By Rachel Ehrenberg, Science News
A technique that helps crime fighters zoom in on a serial killer’s whereabouts may help scientists prevent deaths of a different sort—those caused by infectious diseases.
The widely used criminology technique, called geographic profiling, helps investigators narrow a search by pinpointing high-priority targets among thousands of potential locations. In an upcoming International Journal of Health Geographics, researchers demonstrated the technique’s usefulness by identifying the sources of a recent malaria outbreak in Cairo and reconstructing an infamous cholera outbreak in Victorian London. Applying the technique to infectious diseases could help focus interventions, perhaps preventing the spread of disease while saving time and money.
“I think this has a lot of promise,” says disease ecologist Richard Ostfeld of the Cary Institute of Ecosystem Studies in Millbrook, N.Y. “It’s a very interesting application of a criminological tool to epidemiology.”
When hunting criminals, geographic profiling uses the sites of connected crimes to figure out where a criminal might live. Pioneered by criminologist Kim Rossmo, a former Vancouver police officer now at Texas State University-San Marcos, the method is based on a criminal’s tendency to take a Goldilocks-like approach when selecting where to commit a crime—a location that’s not too close to home, not too far, but just right. Rossmo, a coauthor of the new study, developed an algorithm that incorporates this notion in two parts. The crime is less likely to be committed in the criminal’s buffer zone — the immediate vicinity of his or her home or work—because detection is riskier and opportunities may be few, and the likelihood of a crime site decays with distance, because travel requires time, effort and/or money.
“I’m based in London,” says study coauthor Steven Le Comber of Queen Mary, University of London. “So I’m not going to pop up to Inverness [in the far reaches of Scotland] to murder someone. But, equally, I don’t want to commit crimes on my own doorstep.”
The math behind geographic profiling also incorporates the idea that all distances are not created equal—highways are easier to traverse than a congested downtown. All these measures then generate a map of places the offender is likely to live, which is overlaid on a map of a search area. Unlike geospatial techniques that designate a central point from which a search radiates equally outward, geographic profiling pinpoints highly probable locations, even if they are at opposite ends of the search area.
Le Comber and his colleagues applied geographic profiling to a recent malaria outbreak in Cairo. Of 59 water bodies where mosquito larvae were found, only eight contained those species that are the most dangerous carriers of the disease. Knowing only the locations of the outbreak’s 139 malaria cases, geographic profiling correctly put six of these eight sites in the most infectious 2 percent of the 59.

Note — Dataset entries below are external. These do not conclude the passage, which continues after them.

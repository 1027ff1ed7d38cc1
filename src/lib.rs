// src/lib.rs
pub mod application;
pub mod cli;
pub mod constants;
pub mod domain;
pub mod infrastructure;
pub mod ports;
pub mod shell;
pub mod util;

use anyhow::Result;
use std::io::{self, Write};
use tracing::{debug, info};

use crate::application::NoteRepository;
use crate::cli::args::{Args, Command};
use crate::constants::DEFAULT_BASE_URL;
use crate::infrastructure::HttpNoteRepository;
use crate::ports::TextPresenter;
use crate::shell::{Route, Screen, Shell};

pub fn run(args: Args) -> Result<()> {
    debug!(?args, "Starting notecli with arguments");

    // Initialize infrastructure
    let base_url = args.base_url.unwrap_or_else(|| DEFAULT_BASE_URL.to_string());
    let repository = HttpNoteRepository::new(&base_url);

    // Initialize application and presentation
    let mut shell = Shell::new(repository);
    let presenter = TextPresenter::new();

    match args.command {
        Command::List { tags, json } => {
            shell.navigate(Route::List { tags });
            if json {
                if let Screen::List(controller) = shell.screen() {
                    println!("{}", serde_json::to_string_pretty(&controller.notes)?);
                }
            } else {
                print_screen(&presenter, &shell);
            }
        }
        Command::View { note_id, json } => {
            info!(note_id, "Viewing note");
            shell.navigate(Route::Detail(note_id));
            if json {
                if let Screen::Detail(controller) = shell.screen() {
                    if let Some(note) = &controller.note {
                        println!("{}", serde_json::to_string_pretty(note)?);
                    }
                }
            } else {
                print_screen(&presenter, &shell);
            }
        }
        Command::Create { title, body, tags } => {
            shell.navigate(Route::Create);
            if let Screen::CreateForm(controller) = shell.screen_mut() {
                controller.title = title;
                controller.body = body;
                controller.tags_text = tags;
            }
            shell.submit_create();
            print_screen(&presenter, &shell);
        }
        Command::Edit {
            note_id,
            title,
            body,
            tags,
        } => {
            shell.navigate(Route::Edit(note_id));
            if let Screen::EditForm(controller) = shell.screen_mut() {
                if let Some(title) = title {
                    controller.title = title;
                }
                if let Some(body) = body {
                    controller.body = body;
                }
                if let Some(tags) = tags {
                    controller.tags_text = tags;
                }
            }
            shell.submit_edit();
            print_screen(&presenter, &shell);
        }
        Command::Delete { note_id, yes } => {
            info!(note_id, "Deleting note");
            shell.navigate(Route::Detail(note_id));
            if matches!(shell.screen(), Screen::Detail(controller) if controller.note.is_some()) {
                shell.request_delete();
                if yes || confirm("Delete note? This action cannot be undone.")? {
                    shell.confirm_delete();
                } else {
                    shell.cancel_delete();
                    println!("Aborted.");
                    return Ok(());
                }
            }
            print_screen(&presenter, &shell);
        }
        Command::Open { path } => {
            let route: Route = path.parse()?;
            shell.navigate(route);
            print_screen(&presenter, &shell);
        }
    }

    // A failure recorded by the active controller is already visible in the
    // rendered screen; still exit non-zero so scripts can rely on it.
    if let Some(err) = shell.screen().error() {
        return Err(err.clone().into());
    }
    Ok(())
}

fn print_screen<R: NoteRepository>(presenter: &TextPresenter, shell: &Shell<R>) {
    println!("{}", presenter.render_header(shell.route()));
    println!("{}", presenter.render(shell.screen()));
}

fn confirm(prompt: &str) -> Result<bool> {
    print!("{prompt} [y/N] ");
    io::stdout().flush()?;
    let mut line = String::new();
    io::stdin().read_line(&mut line)?;
    let answer = line.trim().to_ascii_lowercase();
    Ok(answer == "y" || answer == "yes")
}
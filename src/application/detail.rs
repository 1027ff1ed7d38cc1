// src/application/detail.rs
use crate::application::NoteRepository;
use crate::domain::{DomainError, Note};
use crate::shell::Route;
use tracing::debug;

/// State of the detail screen for a single note id.
///
/// An absent note after the load completes renders as not-found. The delete
/// flow goes through an explicit confirmation before the repository call.
#[derive(Debug)]
pub struct DetailController {
    note_id: i64,
    pub note: Option<Note>,
    pub loading: bool,
    pub delete_confirmation_open: bool,
    pub error: Option<DomainError>,
}

impl DetailController {
    pub fn new(note_id: i64) -> Self {
        Self {
            note_id,
            note: None,
            loading: false,
            delete_confirmation_open: false,
            error: None,
        }
    }

    pub fn note_id(&self) -> i64 {
        self.note_id
    }

    /// On-activate hook: fetch the note.
    pub fn activate<R: NoteRepository>(&mut self, repository: &mut R) {
        self.loading = true;
        match repository.get_note(self.note_id) {
            Ok(note) => self.note = Some(note),
            Err(err) => {
                debug!(note_id = self.note_id, %err, "Loading note failed");
                self.error = Some(err);
            }
        }
        self.loading = false;
    }

    /// Open the delete confirmation. Only meaningful once a note is shown.
    pub fn request_delete(&mut self) {
        if self.note.is_some() {
            self.delete_confirmation_open = true;
        }
    }

    pub fn cancel_delete(&mut self) {
        self.delete_confirmation_open = false;
    }

    /// Confirm the pending delete.
    ///
    /// Returns the list route as the navigation target on success. A failure
    /// closes the confirmation, records the error and stays on this screen.
    pub fn confirm_delete<R: NoteRepository>(&mut self, repository: &mut R) -> Option<Route> {
        if !self.delete_confirmation_open {
            return None;
        }
        self.delete_confirmation_open = false;
        match repository.delete_note(self.note_id) {
            Ok(()) => Some(Route::list()),
            Err(err) => {
                debug!(note_id = self.note_id, %err, "Deleting note failed");
                self.error = Some(err);
                None
            }
        }
    }
}
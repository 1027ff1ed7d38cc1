// src/shell/route.rs
use std::fmt;
use std::str::FromStr;
use thiserror::Error;

#[derive(Error, Debug)]
#[error("Unrecognized route: {0}")]
pub struct RouteParseError(String);

/// Client-side route surface.
///
/// `/` list (optional tag filter carried as a query), `/create`,
/// `/notes/{id}` detail, `/notes/{id}/edit` edit form.
#[derive(Debug, Clone, PartialEq, Eq)]
pub enum Route {
    List { tags: Vec<String> },
    Create,
    Detail(i64),
    Edit(i64),
}

impl Route {
    /// The unfiltered list route.
    pub fn list() -> Self {
        Route::List { tags: Vec::new() }
    }
}

impl fmt::Display for Route {
    fn fmt(&self, f: &mut fmt::Formatter<'_>) -> fmt::Result {
        match self {
            Route::List { tags } if tags.is_empty() => write!(f, "/"),
            Route::List { tags } => write!(f, "/?tags={}", tags.join(",")),
            Route::Create => write!(f, "/create"),
            Route::Detail(id) => write!(f, "/notes/{id}"),
            Route::Edit(id) => write!(f, "/notes/{id}/edit"),
        }
    }
}

impl FromStr for Route {
    type Err = RouteParseError;

    fn from_str(raw: &str) -> Result<Self, Self::Err> {
        let (path, query) = match raw.split_once('?') {
            Some((path, query)) => (path, Some(query)),
            None => (raw, None),
        };
        match path {
            "" | "/" => {
                let tags = query
                    .and_then(|q| q.strip_prefix("tags="))
                    .map(|value| {
                        value
                            .split(',')
                            .filter(|s| !s.is_empty())
                            .map(str::to_string)
                            .collect()
                    })
                    .unwrap_or_default();
                Ok(Route::List { tags })
            }
            "/create" => Ok(Route::Create),
            _ => {
                let rest = path
                    .strip_prefix("/notes/")
                    .ok_or_else(|| RouteParseError(raw.to_string()))?;
                if let Some(id) = rest.strip_suffix("/edit") {
                    id.parse()
                        .map(Route::Edit)
                        .map_err(|_| RouteParseError(raw.to_string()))
                } else {
                    rest.parse()
                        .map(Route::Detail)
                        .map_err(|_| RouteParseError(raw.to_string()))
                }
            }
        }
    }
}
// src/domain/note.rs
use serde::{Deserialize, Serialize};

/// A persisted note as the backend returns it.
///
/// The id is assigned by the backend and immutable after creation. Tags keep
/// the order they were entered in; the client never deduplicates them.
#[derive(Debug, Clone, PartialEq, Eq, Serialize, Deserialize)]
pub struct Note {
    pub id: i64,
    pub title: String,
    pub body: String,
    pub tags: Vec<String>,
}

/// Create/update payload: a note without its id.
///
/// Sent in full for both create and update; an update replaces all mutable
/// fields rather than merging.
#[derive(Debug, Clone, PartialEq, Eq, Serialize, Deserialize)]
pub struct NoteDraft {
    pub title: String,
    pub body: String,
    pub tags: Vec<String>,
}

“I have to say, it impressed us,” says Le Comber. “We thought it would work, but it was a bit stunning.”
The team also used the technique on the 1854 London cholera outbreak, from which doctor John Snow famously created a map of cholera deaths. This led Snow to the Broad Street pump as a source of the disease, and launched the modern field of epidemiology. Based on 321 deaths, geographic profiling also ranked the Broad Street pump as the most likely origin of the outbreak, the researchers report.
In some instances, such as diseases that have secondary outbreaks, geographic profiling might not work as well, says Ostfeld. But it could help yield more accurate maps for ecological questions, he says, such as how species ranges might respond to climate change. Researchers are already using the method to study how sharks hunt and the movement of bats and bees.
“It’s kind of poetic justice,” says Ostfeld. “Molecular biology in particular has served as a tremendous boon to criminology methods.” DNA profiling, for example, arose from investigations of evolution and the genetics of disease. “It’s nice to see a transfer in both directions,” Ostfeld says, “from biology to criminalistics and back.”